Dataset entries>
//! Neighbourhood-weighted rating prediction.
//!
//! For user `u` and item `i`, with `relevant = neighbours(i) ∩ rated(u)`:
//!
//! `pred[i] = Σ_{j∈relevant} R[u,j]·S[i,j] / Σ_{j∈relevant} S[i,j]`
//!
//! An empty `relevant`, a zero weight sum or any non-finite result yields 0.
//! Users are independent, so `predict_all` fans out over users with rayon.

use log::{debug, trace};
use rayon::prelude::*;
use smartcore::linalg::basic::arrays::{Array, Array2};
use smartcore::linalg::basic::matrix::DenseMatrix;

use crate::neighbourhood::{intersect_sorted, Neighbourhoods};
use crate::ratings::RatingMatrix;

/// Predicted rating of `user` for every item.
///
/// # Panics
///
/// Panics if `user` is out of bounds or if `sim` and `neighbourhoods` do not
/// match the item count of `ratings`.
pub fn predict_user(
    ratings: &RatingMatrix,
    sim: &DenseMatrix<f64>,
    neighbourhoods: &Neighbourhoods,
    user: usize,
) -> Vec<f64> {
    let n_items = ratings.n_items();
    assert_eq!(
        sim.shape(),
        (n_items, n_items),
        "similarity matrix does not match rating matrix"
    );
    assert_eq!(
        neighbourhoods.len(),
        n_items,
        "neighbourhoods do not match rating matrix"
    );

    let rated = ratings.rated_items(user);
    if rated.is_empty() {
        trace!("User {} has no ratings, predicting zeros", user);
        return vec![0.0; n_items];
    }

    (0..n_items)
        .map(|item| {
            let relevant = intersect_sorted(neighbourhoods.sorted(item), &rated);
            weighted_average(ratings, sim, user, item, &relevant)
        })
        .collect()
}

/// Similarity-weighted average of the user's ratings over `relevant`.
fn weighted_average(
    ratings: &RatingMatrix,
    sim: &DenseMatrix<f64>,
    user: usize,
    item: usize,
    relevant: &[usize],
) -> f64 {
    if relevant.is_empty() {
        return 0.0;
    }
    let (num, den) = relevant.iter().fold((0.0f64, 0.0f64), |(num, den), &j| {
        let w = *sim.get((item, j));
        (num + ratings.rating(user, j) * w, den + w)
    });
    if den == 0.0 {
        return 0.0;
    }
    finite_or_zero(num / den)
}

/// Replace NaN and infinities with 0.
#[inline]
pub fn finite_or_zero(x: f64) -> f64 {
    if x.is_finite() {
        x
    } else {
        0.0
    }
}

/// Predictions for every user stacked into an `n_users × n_items` matrix.
pub fn predict_all(
    ratings: &RatingMatrix,
    sim: &DenseMatrix<f64>,
    neighbourhoods: &Neighbourhoods,
) -> DenseMatrix<f64> {
    let (n_users, n_items) = ratings.shape();
    debug!("Predicting {} users × {} items", n_users, n_items);

    let rows: Vec<Vec<f64>> = (0..n_users)
        .into_par_iter()
        .map(|user| predict_user(ratings, sim, neighbourhoods, user))
        .collect();

    DenseMatrix::from_iterator(rows.into_iter().flatten(), n_users, n_items, 0)
}
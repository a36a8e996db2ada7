//! RatingMatrix: owned sparse user × item rating store.
//!
//! Rows are users, columns are items, both 0-indexed. An absent entry means
//! "unrated", so a stored rating must be strictly positive: the rating scale
//! cannot contain 0 (e.g. ratings ∈ {1..5}).
//!
//! The matrix keeps two compressed layouts built from the same triplets:
//! - CSR (`sprs::CsMat`) for "rated items of user u" and O(log n) lookups
//! - CSC for item columns, used by the similarity engine
//!
//! # Examples
//!
//! ```
//! use itemknn::ratings::RatingMatrix;
//!
//! let r = RatingMatrix::from_triplets(2, 3, &[(0, 0, 5.0), (0, 2, 3.0), (1, 1, 4.0)]).unwrap();
//! assert_eq!(r.shape(), (2, 3));
//! assert_eq!(r.rated_items(0), vec![0, 2]);
//! assert_eq!(r.rating(1, 1), 4.0);
//! assert_eq!(r.rating(1, 0), 0.0);
//! ```

use std::collections::BTreeMap;

use log::{debug, info, trace};
use serde::{Deserialize, Serialize};
use sprs::{CsMat, TriMat};

use crate::errors::{RecommenderError, Result};

/// One external rating record. `user` and `item` are 1-indexed.
#[derive(Clone, Copy, Debug, PartialEq, Serialize, Deserialize)]
pub struct RatingRecord {
    pub user: usize,
    pub item: usize,
    pub rating: f64,
    pub timestamp: u64,
}

impl RatingRecord {
    pub fn new(user: usize, item: usize, rating: f64, timestamp: u64) -> Self {
        Self { user, item, rating, timestamp }
    }

    /// Shift the external 1-indexed ids to internal 0-indexed ones.
    pub fn zero_indexed(&self) -> Result<(usize, usize)> {
        if self.user == 0 {
            return Err(RecommenderError::InvalidId { what: "user", id: self.user });
        }
        if self.item == 0 {
            return Err(RecommenderError::InvalidId { what: "item", id: self.item });
        }
        Ok((self.user - 1, self.item - 1))
    }
}

#[derive(Clone, Debug)]
pub struct RatingMatrix {
    csr: CsMat<f64>,
    csc: CsMat<f64>,
}

impl RatingMatrix {
    /// Builds from 0-indexed `(user, item, rating)` triplets.
    ///
    /// A repeated `(user, item)` keeps the last rating seen.
    pub fn from_triplets(
        n_users: usize,
        n_items: usize,
        triplets: &[(usize, usize, f64)],
    ) -> Result<Self> {
        debug!(
            "Building rating matrix {}×{} from {} triplets",
            n_users,
            n_items,
            triplets.len()
        );

        // sprs sums duplicated triplets, so dedupe first (last write wins)
        let mut entries: BTreeMap<(usize, usize), f64> = BTreeMap::new();
        for &(user, item, rating) in triplets {
            if user >= n_users {
                return Err(RecommenderError::user_out_of_range(user, n_users));
            }
            if item >= n_items {
                return Err(RecommenderError::item_out_of_range(item, n_items));
            }
            if !rating.is_finite() || rating <= 0.0 {
                return Err(RecommenderError::InvalidRating { user, item, rating });
            }
            if entries.insert((user, item), rating).is_some() {
                trace!("Overwriting duplicate rating for ({}, {})", user, item);
            }
        }

        let mut tri: TriMat<f64> = TriMat::new((n_users, n_items));
        for (&(user, item), &rating) in entries.iter() {
            tri.add_triplet(user, item, rating);
        }

        let csr: CsMat<f64> = tri.to_csr();
        let csc: CsMat<f64> = tri.to_csc();

        info!(
            "Rating matrix ready: {} users, {} items, {} ratings",
            n_users,
            n_items,
            csr.nnz()
        );
        Ok(Self { csr, csc })
    }

    /// Builds from external records, shifting ids by one.
    ///
    /// The shape is `(max user id, max item id)`.
    pub fn from_records(records: &[RatingRecord]) -> Result<Self> {
        let mut triplets = Vec::with_capacity(records.len());
        let (mut n_users, mut n_items) = (0usize, 0usize);
        for record in records {
            let (user, item) = record.zero_indexed()?;
            n_users = n_users.max(user + 1);
            n_items = n_items.max(item + 1);
            triplets.push((user, item, record.rating));
        }
        Self::from_triplets(n_users, n_items, &triplets)
    }

    /// Builds from dense rows, zeros meaning "unrated".
    pub fn from_dense(rows: &[Vec<f64>]) -> Result<Self> {
        let n_users = rows.len();
        let n_items = rows.first().map(|r| r.len()).unwrap_or(0);
        let mut triplets = Vec::new();
        for (user, row) in rows.iter().enumerate() {
            if row.len() != n_items {
                return Err(RecommenderError::InvalidHyperparameter {
                    param: "rows",
                    value: format!("row {} has {} columns", user, row.len()),
                    constraint: "all rows must have the same length",
                });
            }
            triplets.extend(
                row.iter()
                    .enumerate()
                    .filter(|(_, r)| **r != 0.0)
                    .map(|(item, &r)| (user, item, r)),
            );
        }
        Self::from_triplets(n_users, n_items, &triplets)
    }

    #[inline]
    pub fn n_users(&self) -> usize {
        self.csr.rows()
    }

    #[inline]
    pub fn n_items(&self) -> usize {
        self.csr.cols()
    }

    /// Returns (n_users, n_items).
    #[inline]
    pub fn shape(&self) -> (usize, usize) {
        (self.n_users(), self.n_items())
    }

    /// Number of stored ratings.
    #[inline]
    pub fn nnz(&self) -> usize {
        self.csr.nnz()
    }

    /// Items rated by `user`, ascending and without duplicates.
    ///
    /// # Panics
    ///
    /// Panics if `user >= n_users`.
    pub fn rated_items(&self, user: usize) -> Vec<usize> {
        self.row_view(user).indices().to_vec()
    }

    /// `(item, rating)` pairs for `user`, ascending by item.
    ///
    /// # Panics
    ///
    /// Panics if `user >= n_users`.
    pub fn user_ratings(&self, user: usize) -> Vec<(usize, f64)> {
        self.row_view(user).iter().map(|(i, &r)| (i, r)).collect()
    }

    /// `(user, rating)` pairs for `item`, ascending by user.
    ///
    /// # Panics
    ///
    /// Panics if `item >= n_items`.
    pub fn item_column(&self, item: usize) -> Vec<(usize, f64)> {
        let col = self
            .csc
            .outer_view(item)
            .unwrap_or_else(|| panic!("item index {} out of bounds ({})", item, self.n_items()));
        col.iter().map(|(u, &r)| (u, r)).collect()
    }

    /// Rating of `user` for `item`, 0.0 when unrated.
    #[inline]
    pub fn rating(&self, user: usize, item: usize) -> f64 {
        self.csr.get(user, item).copied().unwrap_or(0.0)
    }

    /// Whether `user` rated anything.
    pub fn has_ratings(&self, user: usize) -> bool {
        self.row_view(user).nnz() > 0
    }

    pub(crate) fn csr(&self) -> &CsMat<f64> {
        &self.csr
    }

    pub(crate) fn csc(&self) -> &CsMat<f64> {
        &self.csc
    }

    fn row_view(&self, user: usize) -> sprs::CsVecView<'_, f64> {
        self.csr
            .outer_view(user)
            .unwrap_or_else(|| panic!("user index {} out of bounds ({})", user, self.n_users()))
    }
}
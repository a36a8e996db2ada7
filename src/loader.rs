//! Reads delimited rating files: one `user item rating timestamp` record per
//! line, fields separated by tabs or spaces, ids 1-indexed.

use std::fs::File;
use std::io::{BufRead, BufReader};
use std::path::Path;

use log::{debug, info};

use crate::errors::{RecommenderError, Result};
use crate::ratings::RatingRecord;

/// Parse records from any buffered reader. Blank lines are skipped.
pub fn parse_ratings<R: BufRead>(reader: R) -> Result<Vec<RatingRecord>> {
    let mut records = Vec::new();
    for (idx, line) in reader.lines().enumerate() {
        let line_no = idx + 1;
        let line = line.map_err(|e| RecommenderError::Parse {
            line: line_no,
            message: e.to_string(),
        })?;
        let l = line.trim();
        if l.is_empty() {
            continue;
        }
        records.push(parse_line(l, line_no)?);
    }
    debug!("Parsed {} rating records", records.len());
    Ok(records)
}

fn parse_line(line: &str, line_no: usize) -> Result<RatingRecord> {
    let fields: Vec<&str> = line.split_whitespace().collect();
    if fields.len() != 4 {
        return Err(RecommenderError::Parse {
            line: line_no,
            message: format!("expected 4 fields, found {}", fields.len()),
        });
    }

    let field_err = |name: &str, value: &str| RecommenderError::Parse {
        line: line_no,
        message: format!("invalid {} `{}`", name, value),
    };
    let user = fields[0].parse::<usize>().map_err(|_| field_err("user", fields[0]))?;
    let item = fields[1].parse::<usize>().map_err(|_| field_err("item", fields[1]))?;
    let rating = fields[2].parse::<f64>().map_err(|_| field_err("rating", fields[2]))?;
    let timestamp = fields[3]
        .parse::<u64>()
        .map_err(|_| field_err("timestamp", fields[3]))?;

    Ok(RatingRecord::new(user, item, rating, timestamp))
}

/// Read every record of the file at `path`.
pub fn load_ratings<P: AsRef<Path>>(path: P) -> Result<Vec<RatingRecord>> {
    let path = path.as_ref();
    info!("Loading ratings from {:?}", path);
    let file = File::open(path).map_err(|source| RecommenderError::Io {
        path: path.to_path_buf(),
        source,
    })?;
    parse_ratings(BufReader::new(file))
}

#[cfg(test)]
mod tests {
    use super::*;

    #[test]
    fn test_parse_tab_separated() {
        let data = "196\t242\t3\t881250949\n\n186\t302\t3\t891717742\n";
        let records = parse_ratings(data.as_bytes()).unwrap();
        assert_eq!(records.len(), 2);
        assert_eq!(records[0], RatingRecord::new(196, 242, 3.0, 881250949));
    }

    #[test]
    fn test_parse_reports_line() {
        let data = "1 1 5 0\n1 x 4 0\n";
        match parse_ratings(data.as_bytes()) {
            Err(RecommenderError::Parse { line, .. }) => assert_eq!(line, 2),
            other => panic!("expected parse error, got {:?}", other),
        }
    }

    #[test]
    fn test_missing_file() {
        let err = load_ratings("/nonexistent/ratings").unwrap_err();
        assert!(matches!(err, RecommenderError::Io { .. }));
    }
}
use smartcore::linalg::basic::arrays::Array;

use crate::neighbourhood::{Neighbourhoods, SelfNeighbour};
use crate::ratings::RatingMatrix;
use crate::similarity::ItemSimilarity;

use super::test_helpers::{example_ratings, random_ratings};

#[test]
fn test_example_neighbourhoods() {
    let sim = ItemSimilarity::fit(&example_ratings());
    let nb = Neighbourhoods::build(&sim, 2, SelfNeighbour::Include);

    assert_eq!(nb.len(), 4);
    assert_eq!(nb.get(0), &[3, 0]);
    // items 0 and 3 both have similarity 0 to item 1: ascending index order is kept
    assert_eq!(nb.get(1), &[2, 1]);
    assert_eq!(nb.get(2), &[1, 2]);
    assert_eq!(nb.get(3), &[0, 3]);
    assert_eq!(nb.sorted(0), &[0, 3]);
}

#[test]
fn test_neighbourhood_length_is_min_k_n() {
    let ratings = random_ratings(5, 20, 8, 0.3);
    let sim = ItemSimilarity::fit(&ratings);
    for k in 1..=10 {
        let nb = Neighbourhoods::build(&sim, k, SelfNeighbour::Include);
        assert_eq!(nb.k(), k);
        for (i, nbrs) in nb.iter().enumerate() {
            assert_eq!(nbrs.len(), k.min(8), "item {i} with k={k}");
        }
    }
}

#[test]
fn test_self_is_included_for_rated_items() {
    let ratings = random_ratings(9, 30, 15, 0.3);
    let sim = ItemSimilarity::fit(&ratings);
    let nb = Neighbourhoods::build(&sim, 3, SelfNeighbour::Include);
    for i in 0..ratings.n_items() {
        if !ratings.item_column(i).is_empty() {
            assert!(nb.get(i).contains(&i), "item {i} missing from own neighbourhood");
        }
    }
}

#[test]
fn test_exclude_self() {
    let sim = ItemSimilarity::fit(&example_ratings());
    let nb = Neighbourhoods::build(&sim, 2, SelfNeighbour::Exclude);
    assert_eq!(nb.get(0), &[2, 3]);
    for i in 0..4 {
        assert!(!nb.get(i).contains(&i));
        assert_eq!(nb.get(i).len(), 2);
    }

    let full = Neighbourhoods::build(&sim, 10, SelfNeighbour::Exclude);
    assert!(full.iter().all(|n| n.len() == 3));
}

#[test]
fn test_neighbourhood_ordered_by_similarity() {
    let ratings = random_ratings(21, 30, 12, 0.35);
    let sim = ItemSimilarity::fit(&ratings);
    let nb = Neighbourhoods::build(&sim, 5, SelfNeighbour::Include);
    for i in 0..12 {
        let scores: Vec<f64> = nb.get(i).iter().map(|&j| *sim.get((i, j))).collect();
        assert!(scores.windows(2).all(|w| w[0] <= w[1]), "item {i}: {scores:?}");
    }
}

#[test]
fn test_cold_item_ties_keep_highest_indices() {
    let ratings = RatingMatrix::from_triplets(2, 4, &[(0, 0, 3.0), (1, 1, 4.0)]).unwrap();
    let sim = ItemSimilarity::fit(&ratings);
    let nb = Neighbourhoods::build(&sim, 2, SelfNeighbour::Include);
    // row of a cold item is all zeros
    assert_eq!(nb.get(3), &[2, 3]);
    assert_eq!(nb.get(2), &[2, 3]);
}
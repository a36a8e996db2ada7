//! Item-item cosine similarity over the columns of a rating matrix.
//!
//! - `S[i,j] = (col_i · col_j) / (‖col_i‖ · ‖col_j‖)`
//! - A zero-norm (cold) column has similarity 0 against every column, itself included
//! - `S[i,i] = 1` exactly for any column with at least one rating
//! - Rows are computed in parallel; each row accumulates the products of
//!   co-rating users in ascending user order, so `S[i,j]` and `S[j,i]` are
//!   produced by the same float operations and the matrix is exactly symmetric
//!
//! Complexity: O(Σ_u deg(u)²) for the co-rating products plus O(n_items²) to
//! fill the dense output.

use log::{debug, info, trace};
use rayon::prelude::*;
use smartcore::linalg::basic::arrays::{Array, Array2};
use smartcore::linalg::basic::matrix::DenseMatrix;

use crate::ratings::RatingMatrix;

/// Computes the Euclidean norm (L2) without allocating.
#[inline]
pub fn norm(a: &[f64]) -> f64 {
    a.iter().map(|&x| x * x).sum::<f64>().sqrt()
}

/// Cosine similarity of two sparse vectors given as ascending `(index, value)` pairs.
///
/// Returns 0.0 if either vector has zero norm.
///
/// ```
/// use itemknn::similarity::cosine_similarity;
///
/// let a = [(0, 1.0), (2, 1.0)];
/// let b = [(2, 3.0)];
/// let s = cosine_similarity(&a, &b);
/// assert!((s - 1.0 / 2f64.sqrt()).abs() < 1e-12);
/// assert_eq!(cosine_similarity(&a, &[]), 0.0);
/// ```
pub fn cosine_similarity(a: &[(usize, f64)], b: &[(usize, f64)]) -> f64 {
    let na = a.iter().map(|&(_, x)| x * x).sum::<f64>().sqrt();
    let nb = b.iter().map(|&(_, x)| x * x).sum::<f64>().sqrt();
    let denom = na * nb;
    if denom > 0.0 {
        (sparse_dot(a, b) / denom).clamp(-1.0, 1.0)
    } else {
        0.0
    }
}

/// Dot product of two ascending sparse vectors by merge.
fn sparse_dot(a: &[(usize, f64)], b: &[(usize, f64)]) -> f64 {
    let (mut ia, mut ib) = (0, 0);
    let mut dot = 0.0;
    while ia < a.len() && ib < b.len() {
        match a[ia].0.cmp(&b[ib].0) {
            std::cmp::Ordering::Less => ia += 1,
            std::cmp::Ordering::Greater => ib += 1,
            std::cmp::Ordering::Equal => {
                dot += a[ia].1 * b[ib].1;
                ia += 1;
                ib += 1;
            }
        }
    }
    dot
}

/// Item-item similarity engine.
pub struct ItemSimilarity;

impl ItemSimilarity {
    /// Build the dense `n_items × n_items` cosine similarity matrix.
    pub fn fit(ratings: &RatingMatrix) -> DenseMatrix<f64> {
        let n_items = ratings.n_items();
        info!(
            "Computing item-item cosine similarity for {} items over {} users",
            n_items,
            ratings.n_users()
        );

        let csr = ratings.csr();
        let csc = ratings.csc();

        let norms: Vec<f64> = csc
            .outer_iterator()
            .map(|col| norm(col.data()))
            .collect();
        let cold = norms.iter().filter(|&&n| n == 0.0).count();
        if cold > 0 {
            debug!("{} cold item columns get zero similarity", cold);
        }

        let rows: Vec<Vec<f64>> = (0..n_items)
            .into_par_iter()
            .map(|i| {
                let mut row = vec![0.0f64; n_items];
                if norms[i] == 0.0 {
                    return row;
                }

                // co-rating dot products against every other column
                let mut dots = vec![0.0f64; n_items];
                if let Some(col) = csc.outer_view(i) {
                    for (user, &r_ui) in col.iter() {
                        if let Some(user_row) = csr.outer_view(user) {
                            for (j, &r_uj) in user_row.iter() {
                                dots[j] += r_ui * r_uj;
                            }
                        }
                    }
                }

                for j in 0..n_items {
                    if j == i {
                        row[j] = 1.0;
                    } else if norms[j] > 0.0 {
                        row[j] = (dots[j] / (norms[i] * norms[j])).clamp(-1.0, 1.0);
                    }
                }
                trace!("Similarity row {} done", i);
                row
            })
            .collect();

        let sim = DenseMatrix::from_iterator(rows.into_iter().flatten(), n_items, n_items, 0);

        let (min, max) = sim
            .iterator(0)
            .fold((f64::INFINITY, f64::NEG_INFINITY), |(lo, hi), &v| {
                (lo.min(v), hi.max(v))
            });
        debug!(
            "Similarity matrix {:?}: min {:.6}, max {:.6}",
            sim.shape(),
            min,
            max
        );
        sim
    }
}

#[cfg(test)]
mod tests {
    use super::*;

    #[test]
    fn test_sparse_dot_disjoint() {
        assert_eq!(sparse_dot(&[(0, 2.0)], &[(1, 3.0)]), 0.0);
    }

    #[test]
    fn test_cosine_parallel_vectors() {
        let a = [(1, 2.0), (3, 4.0)];
        let b = [(1, 1.0), (3, 2.0)];
        assert!((cosine_similarity(&a, &b) - 1.0).abs() < 1e-12);
    }
}
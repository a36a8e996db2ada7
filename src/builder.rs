use serde::{Deserialize, Serialize};

use crate::errors::{RecommenderError, Result};
use crate::neighbourhood::SelfNeighbour;
use crate::ratings::RatingMatrix;
use crate::recommender::ItemItemRecommender;

use log::{debug, info};

/// Neighbourhood size used when none is configured.
pub const DEFAULT_NEIGHBOURHOOD_SIZE: usize = 75;

/// Fit-time configuration of an item-item recommender.
#[derive(Clone, Copy, Debug, PartialEq, Eq, Serialize, Deserialize)]
pub struct RecommenderConfig {
    /// Number of most-similar items kept per item (K >= 1).
    pub neighbourhood_size: usize,
    /// Whether an item may appear in its own neighbourhood.
    #[serde(default)]
    pub self_neighbour: SelfNeighbour,
}

impl Default for RecommenderConfig {
    fn default() -> Self {
        Self {
            neighbourhood_size: DEFAULT_NEIGHBOURHOOD_SIZE,
            self_neighbour: SelfNeighbour::Include,
        }
    }
}

impl RecommenderConfig {
    pub fn validate(&self) -> Result<()> {
        if self.neighbourhood_size == 0 {
            return Err(RecommenderError::InvalidHyperparameter {
                param: "neighbourhood_size",
                value: self.neighbourhood_size.to_string(),
                constraint: "must be >= 1",
            });
        }
        Ok(())
    }
}

pub struct ItemItemBuilder {
    config: RecommenderConfig,
}

impl Default for ItemItemBuilder {
    fn default() -> Self {
        debug!("Creating ItemItemBuilder with default parameters");
        Self {
            config: RecommenderConfig::default(),
        }
    }
}

impl ItemItemBuilder {
    pub fn new() -> Self {
        Self::default()
    }

    /// Start from an existing configuration.
    pub fn from_config(config: RecommenderConfig) -> Self {
        Self { config }
    }

    /// Number of neighbours kept per item. Values above the item count are
    /// clamped at fit time.
    pub fn with_neighbourhood_size(mut self, k: usize) -> Self {
        info!("Setting neighbourhood size: {}", k);
        self.config.neighbourhood_size = k;
        self
    }

    /// Include (default) or exclude an item from its own neighbourhood.
    pub fn with_self_neighbour(mut self, policy: SelfNeighbour) -> Self {
        info!("Setting self neighbour policy: {:?}", policy);
        self.config.self_neighbour = policy;
        self
    }

    /// Validate the configuration and return an unfitted recommender.
    pub fn build(self) -> Result<ItemItemRecommender> {
        self.config.validate()?;
        Ok(ItemItemRecommender::from_config(self.config))
    }

    /// Build and fit in one step.
    pub fn fit(self, ratings: RatingMatrix) -> Result<ItemItemRecommender> {
        let mut rec = self.build()?;
        rec.fit(ratings)?;
        Ok(rec)
    }
}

YOUR TASK>
Only the count, nothing else: how many lines of the records hold the word "every"?

TASK RESULT>
5